WHAT YOU HAVE TO DO: Please reproduce, exactly and with nothing else, every line from the one containing "let items: Vec<RawSourceRecord>" through the last line of the records below.

RECORD EXCERPTS:
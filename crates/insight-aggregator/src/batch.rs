//! Run-batch discovery: scan a directory for timestamped result files,
//! select the most recent run, and load its per-source records.

use std::collections::BTreeMap;
use std::fs;
use std::path::{Path, PathBuf};
use std::sync::OnceLock;

use insight_core::{InsightError, RawSourceRecord};
use regex::Regex;
use serde_json::Value;

/// Per-source record lists sharing the most recent filename timestamp
/// found during one directory scan.
#[derive(Debug, Default)]
pub struct RunBatch {
    pub timestamp: String,
    pub records: BTreeMap<String, Vec<RawSourceRecord>>,
}

fn timestamp_pattern() -> &'static Regex {
    static PATTERN: OnceLock<Regex> = OnceLock::new();
    PATTERN.get_or_init(|| {
        Regex::new(r"(?:^|_)(\d{8}_\d{6})(?:$|[._])").expect("valid timestamp pattern")
    })
}

/// Extract the embedded `YYYYMMDD_HHMMSS` stamp from a filename.
///
/// The fixed-width shape is validated defensively: the stamp must be
/// bounded by underscores, dots, or the name's ends, so stray digit runs
/// cannot masquerade as timestamps. Lexicographic comparison of the result
/// orders chronologically only because the width is fixed and zero-padded.
pub fn extract_timestamp(filename: &str) -> Option<String> {
    timestamp_pattern()
        .captures(filename)
        .map(|caps| caps[1].to_string())
}

/// Translate a `*`-wildcard filename pattern into an anchored matcher.
fn compile_pattern(pattern: &str) -> Regex {
    let escaped = regex::escape(pattern).replace(r"\*", ".*");
    Regex::new(&format!("^{escaped}$")).expect("escaped pattern is valid")
}

/// List files in `dir` matching `pattern`, paired with their extracted
/// timestamps. Files without a parseable timestamp are excluded from batch
/// membership entirely. Errors when nothing usable matches.
pub fn discover(dir: &Path, pattern: &str) -> Result<Vec<(PathBuf, String)>, InsightError> {
    let matcher = compile_pattern(pattern);

    let mut stamped = Vec::new();
    for entry in fs::read_dir(dir)? {
        let entry = entry?;
        let name = entry.file_name();
        let Some(name) = name.to_str() else {
            continue;
        };
        if !matcher.is_match(name) {
            continue;
        }
        match extract_timestamp(name) {
            Some(timestamp) => stamped.push((entry.path(), timestamp)),
            None => {
                tracing::debug!(file = name, "no run timestamp in filename, excluded");
            }
        }
    }

    if stamped.is_empty() {
        return Err(InsightError::NoInputFiles(format!(
            "no files matching `{pattern}` with a run timestamp in {}",
            dir.display()
        )));
    }
    Ok(stamped)
}

/// Load the most recent run batch: select every file carrying the maximum
/// timestamp and accumulate its per-source records. An unreadable or
/// malformed file is logged and skipped; it never aborts the batch.
pub fn load_batch(dir: &Path, pattern: &str) -> Result<RunBatch, InsightError> {
    let stamped = discover(dir, pattern)?;
    let timestamp = match stamped.iter().map(|(_, ts)| ts.as_str()).max() {
        Some(max) => max.to_string(),
        None => {
            return Err(InsightError::NoInputFiles(format!(
                "no files matching `{pattern}` in {}",
                dir.display()
            )))
        }
    };

    let mut records: BTreeMap<String, Vec<RawSourceRecord>> = BTreeMap::new();
    for (path, stamp) in &stamped {
        if stamp != &timestamp {
            continue;
        }

        let text = match fs::read_to_string(path) {
            Ok(text) => text,
            Err(err) => {
                tracing::warn!(file = %path.display(), %err, "unreadable result file, skipping");
                continue;
            }
        };
        let parsed: Value = match serde_json::from_str(&text) {
            Ok(parsed) => parsed,
            Err(err) => {
                tracing::warn!(file = %path.display(), %err, "malformed result file, skipping");
                continue;
            }
        };
        let Some(sources) = parsed.as_object() else {
            tracing::warn!(file = %path.display(), "top level is not an object, skipping");
            continue;
        };

        for (source, payload) in sources {
            // A source key maps either to one record object or to an array
            // of record objects; scalar payloads are not records.
            let items: Vec<RawSourceRecord> = match payload {
                Value::Object(_) => vec![payload.clone()],
                Value::Array(items) => items.iter().filter(|i| i.is_object()).cloned().collect(),
                _ => Vec::new(),
            };
            if !items.is_empty() {
                records.entry(source.clone()).or_default().extend(items);
            }
        }
    }

    Ok(RunBatch { timestamp, records })
}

RESPONSE AREA:
            let items: Vec<RawSourceRecord> = match payload {
                Value::Object(_) => vec![payload.clone()],
                Value::Array(items) => items.iter().filter(|i| i.is_object()).cloned().collect(),
                _ => Vec::new(),
            };
            if !items.is_empty() {
                records.entry(source.clone()).or_default().extend(items);
            }
        }
    }

    Ok(RunBatch { timestamp, records })
}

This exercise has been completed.